▶ _YOUR TASK_: Copy all lines in the data that contain the string "filename".

Data items
┄┄┄┄┄┄┄┄┄┄┄┄┄┄┄┄┄┄┄┄

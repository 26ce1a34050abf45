pub mod extractor;
pub mod merger;
pub mod renderer;

pub use extractor::SummaryExtractor;
pub use merger::merge;
pub use renderer::render_grouped_table;
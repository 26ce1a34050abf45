use axum::{
    http::StatusCode,
    response::{IntoResponse, Response},
};
use axum::Json;
use serde_json::json;

#[derive(Debug)]
pub enum AppError {
    Auth(String),
    Transport(String),
    Parse(String),
    InvalidInput(String),
    Internal(String),
}

impl std::fmt::Display for AppError {
    fn fmt(&self, f: &mut std::fmt::Formatter<'_>) -> std::fmt::Result {
        match self {
            AppError::Auth(msg) => write!(f, "Auth error: {}", msg),
            AppError::Transport(msg) => write!(f, "Transport error: {}", msg),
            AppError::Parse(msg) => write!(f, "Parse error: {}", msg),
            AppError::InvalidInput(msg) => write!(f, "Invalid input: {}", msg),
            AppError::Internal(msg) => write!(f, "Internal error: {}", msg),
        }
    }
}

impl std::error::Error for AppError {}

impl IntoResponse for AppError {
    fn into_response(self) -> Response {
        let (status, message) = match self {
            AppError::Auth(msg) => (StatusCode::BAD_GATEWAY, msg),
            AppError::Transport(msg) => (StatusCode::BAD_GATEWAY, msg),
            AppError::Parse(msg) => (StatusCode::UNPROCESSABLE_ENTITY, msg),
            AppError::InvalidInput(msg) => (StatusCode::BAD_REQUEST, msg),
            AppError::Internal(msg) => (StatusCode::INTERNAL_SERVER_ERROR, msg),
        };

        let body = Json(json!({
            "error": message
        }));

        (status, body).into_response()
    }
}
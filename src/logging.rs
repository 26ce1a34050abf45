use anyhow::Result;
use tracing_subscriber::{layer::SubscriberExt, util::SubscriberInitExt, EnvFilter};

/// Console subscriber for the dashboard service. `RUST_LOG` overrides the
/// default, which keeps the pipeline at info while quieting hyper's
/// per-connection chatter.
pub fn init_logging() -> Result<()> {
    tracing_subscriber::registry()
        .with(EnvFilter::try_from_default_env()
            .unwrap_or_else(|_| "info,hyper=warn".into()))
        .with(tracing_subscriber::fmt::layer())
        .init();

    Ok(())
}
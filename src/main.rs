use anyhow::Result;
use axum::Router;
use std::net::SocketAddr;
use std::sync::Arc;

mod clients;
mod config;
mod error;
mod logging;
mod models;
mod routes;
mod services;
#[cfg(test)]
mod testutil;

#[tokio::main]
async fn main() -> Result<()> {
    // Initialize logging
    logging::init_logging()?;

    // Load configuration
    let config = config::Config::new()?;
    let addr: SocketAddr = config.bind_addr.parse()?;

    // Build our application state
    let state = Arc::new(AppState::new(config));

    // Build our application with a route
    let app = Router::new().merge(routes::routes()).with_state(state);

    tracing::info!("listening on {}", addr);

    let listener = tokio::net::TcpListener::bind(addr).await?;
    axum::serve(listener, app).await?;

    Ok(())
}

// Application state
#[derive(Clone)]
pub struct AppState {
    pub config: config::Config,
}

impl AppState {
    fn new(config: config::Config) -> Self {
        Self { config }
    }
}
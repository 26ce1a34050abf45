use anyhow::Result;
use dotenvy::dotenv;
use serde::Deserialize;

/// Everything the driver needs, read once at startup. No module-level
/// globals; the struct is handed to the router state.
#[derive(Debug, Clone, Deserialize)]
pub struct Config {
    pub client_id: String,
    pub tenant_id: String,
    pub client_secret: String,
    pub hostname: String,
    pub site_relative_path: String,
    pub folder_path: String,
    pub bind_addr: String,
    pub summary_sheet: String,
    pub key_column: String,
}

impl Config {
    pub fn new() -> Result<Self> {
        // Load .env file first
        dotenv().ok();

        let client_id = std::env::var("CLIENT_ID")
            .map_err(|e| anyhow::anyhow!("Failed to load CLIENT_ID: {}", e))?;
        let tenant_id = std::env::var("TENANT_ID")
            .map_err(|e| anyhow::anyhow!("Failed to load TENANT_ID: {}", e))?;
        let client_secret = std::env::var("CLIENT_SECRET")
            .map_err(|e| anyhow::anyhow!("Failed to load CLIENT_SECRET: {}", e))?;

        Ok(Config {
            client_id,
            tenant_id,
            client_secret,
            hostname: env_or("SHAREPOINT_HOSTNAME", "m365x50834976.sharepoint.com"),
            site_relative_path: env_or("SITE_RELATIVE_PATH", "/sites/100thYear"),
            folder_path: env_or("FOLDER_PATH", "data"),
            bind_addr: env_or("BIND_ADDR", "127.0.0.1:3000"),
            summary_sheet: env_or("SUMMARY_SHEET", "Summary"),
            key_column: env_or("KEY_COLUMN", "Month of Nivedan"),
        })
    }
}

fn env_or(key: &str, default: &str) -> String {
    std::env::var(key).unwrap_or_else(|_| default.to_string())
}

┄┄┄┄┄┄┄┄┄┄┄┄┄┄┄┄┄┄┄┄

▶ _SOLUTION TO THIS PROBLEM_:
filename src/logging.rs
filename src/main.rs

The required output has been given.